Content starts
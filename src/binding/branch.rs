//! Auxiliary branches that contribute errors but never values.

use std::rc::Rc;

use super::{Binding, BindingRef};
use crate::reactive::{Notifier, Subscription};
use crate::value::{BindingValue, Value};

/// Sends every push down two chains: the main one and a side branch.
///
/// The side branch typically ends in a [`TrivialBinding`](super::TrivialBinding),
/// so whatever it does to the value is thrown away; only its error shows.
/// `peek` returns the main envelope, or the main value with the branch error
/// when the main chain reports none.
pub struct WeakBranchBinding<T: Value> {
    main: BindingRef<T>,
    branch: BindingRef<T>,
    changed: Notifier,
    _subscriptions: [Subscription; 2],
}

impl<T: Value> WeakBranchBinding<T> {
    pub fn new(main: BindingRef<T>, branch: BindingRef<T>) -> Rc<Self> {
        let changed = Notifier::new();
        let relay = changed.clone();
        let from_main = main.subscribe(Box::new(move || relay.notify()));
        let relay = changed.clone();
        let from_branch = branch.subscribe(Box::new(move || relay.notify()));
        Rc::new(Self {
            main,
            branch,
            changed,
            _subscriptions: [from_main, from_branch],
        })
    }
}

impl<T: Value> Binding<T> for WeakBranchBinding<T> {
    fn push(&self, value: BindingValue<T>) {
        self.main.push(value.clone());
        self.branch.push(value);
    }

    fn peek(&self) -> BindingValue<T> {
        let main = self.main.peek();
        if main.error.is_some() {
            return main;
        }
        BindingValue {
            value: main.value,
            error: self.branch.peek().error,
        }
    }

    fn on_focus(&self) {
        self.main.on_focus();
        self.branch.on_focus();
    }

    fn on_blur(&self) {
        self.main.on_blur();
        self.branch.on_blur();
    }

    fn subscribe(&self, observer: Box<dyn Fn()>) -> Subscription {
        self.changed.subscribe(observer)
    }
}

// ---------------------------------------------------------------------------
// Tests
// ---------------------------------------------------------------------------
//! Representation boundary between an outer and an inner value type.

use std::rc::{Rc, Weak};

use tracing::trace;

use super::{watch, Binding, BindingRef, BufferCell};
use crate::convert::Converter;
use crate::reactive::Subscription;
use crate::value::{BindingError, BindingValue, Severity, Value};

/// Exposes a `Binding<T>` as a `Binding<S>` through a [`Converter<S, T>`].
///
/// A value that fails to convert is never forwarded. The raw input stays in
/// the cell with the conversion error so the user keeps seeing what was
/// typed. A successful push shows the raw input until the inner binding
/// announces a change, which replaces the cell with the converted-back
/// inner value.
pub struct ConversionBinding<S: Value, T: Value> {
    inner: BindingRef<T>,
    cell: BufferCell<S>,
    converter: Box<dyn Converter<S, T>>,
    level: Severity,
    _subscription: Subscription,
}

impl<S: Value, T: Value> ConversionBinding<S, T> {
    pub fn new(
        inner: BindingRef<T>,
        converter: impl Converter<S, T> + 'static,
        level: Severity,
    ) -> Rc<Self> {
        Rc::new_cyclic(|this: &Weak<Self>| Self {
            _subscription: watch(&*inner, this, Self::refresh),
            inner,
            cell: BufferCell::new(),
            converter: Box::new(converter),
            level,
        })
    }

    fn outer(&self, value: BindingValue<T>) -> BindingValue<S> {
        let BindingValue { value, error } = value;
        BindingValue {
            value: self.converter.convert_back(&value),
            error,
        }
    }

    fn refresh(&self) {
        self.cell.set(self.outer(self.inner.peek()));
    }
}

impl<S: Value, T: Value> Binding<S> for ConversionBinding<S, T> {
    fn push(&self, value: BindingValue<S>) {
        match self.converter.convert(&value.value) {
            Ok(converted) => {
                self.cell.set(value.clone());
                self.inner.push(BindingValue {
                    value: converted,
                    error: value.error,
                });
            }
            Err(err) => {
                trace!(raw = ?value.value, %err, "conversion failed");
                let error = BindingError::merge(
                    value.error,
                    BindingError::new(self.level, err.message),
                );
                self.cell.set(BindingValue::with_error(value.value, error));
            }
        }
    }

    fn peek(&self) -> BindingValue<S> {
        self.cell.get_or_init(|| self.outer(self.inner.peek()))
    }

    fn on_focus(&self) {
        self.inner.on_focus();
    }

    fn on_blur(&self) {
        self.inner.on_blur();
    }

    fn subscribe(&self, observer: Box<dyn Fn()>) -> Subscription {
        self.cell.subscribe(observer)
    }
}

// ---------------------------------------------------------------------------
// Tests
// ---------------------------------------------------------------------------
Content ends
Content starts
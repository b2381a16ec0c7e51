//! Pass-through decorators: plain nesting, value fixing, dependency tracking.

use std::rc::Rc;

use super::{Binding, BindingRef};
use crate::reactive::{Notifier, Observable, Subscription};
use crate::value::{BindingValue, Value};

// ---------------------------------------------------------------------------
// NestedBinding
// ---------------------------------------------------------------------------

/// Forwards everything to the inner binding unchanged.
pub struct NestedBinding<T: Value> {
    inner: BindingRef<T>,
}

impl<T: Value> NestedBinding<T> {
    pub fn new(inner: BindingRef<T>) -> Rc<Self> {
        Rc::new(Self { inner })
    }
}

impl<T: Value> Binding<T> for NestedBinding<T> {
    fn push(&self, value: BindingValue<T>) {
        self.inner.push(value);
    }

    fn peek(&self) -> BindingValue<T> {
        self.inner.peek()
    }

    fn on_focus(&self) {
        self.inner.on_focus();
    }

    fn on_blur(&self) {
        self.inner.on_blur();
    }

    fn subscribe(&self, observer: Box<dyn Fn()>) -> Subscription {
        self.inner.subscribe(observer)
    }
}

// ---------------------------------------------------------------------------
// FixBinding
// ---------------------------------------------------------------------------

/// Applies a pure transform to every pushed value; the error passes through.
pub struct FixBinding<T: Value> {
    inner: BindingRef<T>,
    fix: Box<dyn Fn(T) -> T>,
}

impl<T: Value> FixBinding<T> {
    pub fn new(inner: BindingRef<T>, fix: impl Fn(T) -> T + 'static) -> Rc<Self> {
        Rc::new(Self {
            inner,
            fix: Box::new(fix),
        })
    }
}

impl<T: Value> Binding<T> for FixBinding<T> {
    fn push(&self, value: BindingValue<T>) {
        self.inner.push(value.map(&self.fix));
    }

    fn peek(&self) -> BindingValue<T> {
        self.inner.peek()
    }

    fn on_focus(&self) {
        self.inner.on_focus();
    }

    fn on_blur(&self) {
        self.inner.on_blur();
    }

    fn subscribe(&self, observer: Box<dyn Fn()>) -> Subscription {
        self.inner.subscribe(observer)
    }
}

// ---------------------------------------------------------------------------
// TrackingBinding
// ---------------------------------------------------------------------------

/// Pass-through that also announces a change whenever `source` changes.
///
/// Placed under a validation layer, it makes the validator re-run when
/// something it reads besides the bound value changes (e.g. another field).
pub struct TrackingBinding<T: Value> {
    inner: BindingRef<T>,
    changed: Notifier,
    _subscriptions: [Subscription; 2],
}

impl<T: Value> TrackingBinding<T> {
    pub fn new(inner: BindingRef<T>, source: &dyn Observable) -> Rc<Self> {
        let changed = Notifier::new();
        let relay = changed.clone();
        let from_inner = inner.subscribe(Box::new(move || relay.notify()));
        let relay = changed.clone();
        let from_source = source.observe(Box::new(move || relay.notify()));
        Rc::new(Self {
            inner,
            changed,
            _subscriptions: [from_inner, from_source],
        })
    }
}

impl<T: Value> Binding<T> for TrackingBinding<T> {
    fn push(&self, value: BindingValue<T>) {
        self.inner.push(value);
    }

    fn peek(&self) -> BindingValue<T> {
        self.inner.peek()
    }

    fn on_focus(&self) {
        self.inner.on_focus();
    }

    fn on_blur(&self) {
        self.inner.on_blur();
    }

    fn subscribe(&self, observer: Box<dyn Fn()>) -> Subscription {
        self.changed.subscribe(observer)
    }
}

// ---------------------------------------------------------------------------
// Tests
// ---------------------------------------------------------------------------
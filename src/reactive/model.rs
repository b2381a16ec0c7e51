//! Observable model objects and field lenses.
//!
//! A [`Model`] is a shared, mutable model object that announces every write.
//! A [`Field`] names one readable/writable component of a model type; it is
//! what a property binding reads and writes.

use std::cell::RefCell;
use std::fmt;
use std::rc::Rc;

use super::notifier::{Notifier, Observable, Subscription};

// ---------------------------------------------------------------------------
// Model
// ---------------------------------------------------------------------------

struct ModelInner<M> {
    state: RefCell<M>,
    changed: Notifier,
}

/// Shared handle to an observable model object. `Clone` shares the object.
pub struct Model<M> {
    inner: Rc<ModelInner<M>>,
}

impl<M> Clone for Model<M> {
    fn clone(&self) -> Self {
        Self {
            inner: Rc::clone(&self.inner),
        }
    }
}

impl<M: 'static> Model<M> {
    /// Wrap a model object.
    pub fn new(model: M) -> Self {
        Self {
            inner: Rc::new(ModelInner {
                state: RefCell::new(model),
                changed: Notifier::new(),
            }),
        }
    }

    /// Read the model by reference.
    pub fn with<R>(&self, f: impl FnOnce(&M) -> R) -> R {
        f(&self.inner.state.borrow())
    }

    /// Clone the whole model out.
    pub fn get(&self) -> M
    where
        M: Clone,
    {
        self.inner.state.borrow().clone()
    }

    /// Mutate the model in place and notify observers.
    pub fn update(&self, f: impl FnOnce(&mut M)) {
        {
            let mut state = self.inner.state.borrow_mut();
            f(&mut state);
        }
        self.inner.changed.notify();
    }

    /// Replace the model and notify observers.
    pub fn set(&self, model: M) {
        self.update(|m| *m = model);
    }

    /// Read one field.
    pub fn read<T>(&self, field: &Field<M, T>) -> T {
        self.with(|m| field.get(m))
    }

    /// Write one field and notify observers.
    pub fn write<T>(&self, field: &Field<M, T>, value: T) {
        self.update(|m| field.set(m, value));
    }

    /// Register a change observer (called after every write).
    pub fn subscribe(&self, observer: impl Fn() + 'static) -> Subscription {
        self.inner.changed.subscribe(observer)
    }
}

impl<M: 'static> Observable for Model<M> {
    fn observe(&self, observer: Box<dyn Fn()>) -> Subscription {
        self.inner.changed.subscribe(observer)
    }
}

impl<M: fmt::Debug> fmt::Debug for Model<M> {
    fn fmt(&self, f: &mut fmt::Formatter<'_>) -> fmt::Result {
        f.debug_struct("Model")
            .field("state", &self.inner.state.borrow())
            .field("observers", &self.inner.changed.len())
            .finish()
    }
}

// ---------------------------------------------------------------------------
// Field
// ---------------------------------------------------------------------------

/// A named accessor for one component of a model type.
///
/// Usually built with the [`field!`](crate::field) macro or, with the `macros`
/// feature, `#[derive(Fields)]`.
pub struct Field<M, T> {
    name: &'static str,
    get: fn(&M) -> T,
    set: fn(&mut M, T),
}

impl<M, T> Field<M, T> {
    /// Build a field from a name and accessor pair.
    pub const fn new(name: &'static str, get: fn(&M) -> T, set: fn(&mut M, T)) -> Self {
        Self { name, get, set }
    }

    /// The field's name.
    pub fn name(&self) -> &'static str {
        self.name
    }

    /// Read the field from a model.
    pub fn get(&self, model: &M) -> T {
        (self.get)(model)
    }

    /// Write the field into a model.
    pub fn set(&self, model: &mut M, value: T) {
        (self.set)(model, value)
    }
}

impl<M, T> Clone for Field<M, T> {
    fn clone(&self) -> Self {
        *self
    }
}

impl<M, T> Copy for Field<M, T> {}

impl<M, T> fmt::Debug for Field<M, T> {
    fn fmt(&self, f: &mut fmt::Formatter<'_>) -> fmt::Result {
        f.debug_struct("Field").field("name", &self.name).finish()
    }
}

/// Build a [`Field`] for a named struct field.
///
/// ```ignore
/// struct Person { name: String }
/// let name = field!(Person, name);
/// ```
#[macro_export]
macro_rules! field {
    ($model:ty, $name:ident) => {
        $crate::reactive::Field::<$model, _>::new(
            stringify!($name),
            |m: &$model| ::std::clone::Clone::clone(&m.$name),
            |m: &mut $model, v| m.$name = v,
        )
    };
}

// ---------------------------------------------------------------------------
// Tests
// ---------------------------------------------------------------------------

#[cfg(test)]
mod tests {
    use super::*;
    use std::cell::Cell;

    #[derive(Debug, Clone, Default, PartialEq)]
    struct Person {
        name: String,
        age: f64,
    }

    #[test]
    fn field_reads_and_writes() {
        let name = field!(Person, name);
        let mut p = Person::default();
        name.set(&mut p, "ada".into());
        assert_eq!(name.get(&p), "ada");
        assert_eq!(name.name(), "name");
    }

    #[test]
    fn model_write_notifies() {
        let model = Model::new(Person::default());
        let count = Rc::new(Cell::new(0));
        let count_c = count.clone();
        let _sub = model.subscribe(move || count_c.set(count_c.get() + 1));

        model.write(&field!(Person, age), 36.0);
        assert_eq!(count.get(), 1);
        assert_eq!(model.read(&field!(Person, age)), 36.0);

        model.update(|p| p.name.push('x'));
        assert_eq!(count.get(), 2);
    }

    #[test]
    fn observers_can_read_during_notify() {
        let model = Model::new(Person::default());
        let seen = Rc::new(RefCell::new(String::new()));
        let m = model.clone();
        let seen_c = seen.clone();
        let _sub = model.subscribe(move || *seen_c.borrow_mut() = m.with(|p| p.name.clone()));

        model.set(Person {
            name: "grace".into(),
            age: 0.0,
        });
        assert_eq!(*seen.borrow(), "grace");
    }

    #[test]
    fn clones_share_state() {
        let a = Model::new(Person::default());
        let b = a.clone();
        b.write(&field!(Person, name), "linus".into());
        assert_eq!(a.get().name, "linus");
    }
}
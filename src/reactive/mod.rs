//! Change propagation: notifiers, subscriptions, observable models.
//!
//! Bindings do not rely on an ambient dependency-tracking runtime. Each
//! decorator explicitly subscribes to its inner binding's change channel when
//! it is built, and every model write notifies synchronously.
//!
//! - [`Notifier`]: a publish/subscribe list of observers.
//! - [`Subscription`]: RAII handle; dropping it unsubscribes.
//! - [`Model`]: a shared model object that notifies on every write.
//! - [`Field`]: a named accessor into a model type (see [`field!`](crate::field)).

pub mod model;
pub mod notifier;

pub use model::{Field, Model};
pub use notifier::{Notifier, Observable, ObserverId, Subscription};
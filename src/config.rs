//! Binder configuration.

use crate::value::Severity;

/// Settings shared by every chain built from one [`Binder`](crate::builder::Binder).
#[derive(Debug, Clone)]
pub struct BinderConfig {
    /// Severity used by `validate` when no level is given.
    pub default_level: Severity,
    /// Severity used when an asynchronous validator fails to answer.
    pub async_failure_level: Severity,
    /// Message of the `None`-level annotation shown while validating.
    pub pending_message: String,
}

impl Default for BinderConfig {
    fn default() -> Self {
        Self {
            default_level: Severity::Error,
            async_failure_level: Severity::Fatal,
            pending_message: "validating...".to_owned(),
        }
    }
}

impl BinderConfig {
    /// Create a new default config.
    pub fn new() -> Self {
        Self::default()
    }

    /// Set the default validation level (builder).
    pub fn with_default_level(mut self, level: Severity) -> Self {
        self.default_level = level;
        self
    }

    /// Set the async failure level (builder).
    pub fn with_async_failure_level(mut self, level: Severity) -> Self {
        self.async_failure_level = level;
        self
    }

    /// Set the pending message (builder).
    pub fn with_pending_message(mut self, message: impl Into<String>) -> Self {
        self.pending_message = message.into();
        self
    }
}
Content ends
> [Work to complete] Set down, exactly as they stand above, the lines starting with the line with "filename src/binding/branch.rs" and going on through the line with "The side branch", and no others.

> [Answer space]
filename src/binding/branch.rs
//! Auxiliary branches that contribute errors but never values.

use std::rc::Rc;

use super::{Binding, BindingRef};
use crate::reactive::{Notifier, Subscription};
use crate::value::{BindingValue, Value};

/// Sends every push down two chains: the main one and a side branch.
///
/// The side branch typically ends in a [`TrivialBinding`](super::TrivialBinding),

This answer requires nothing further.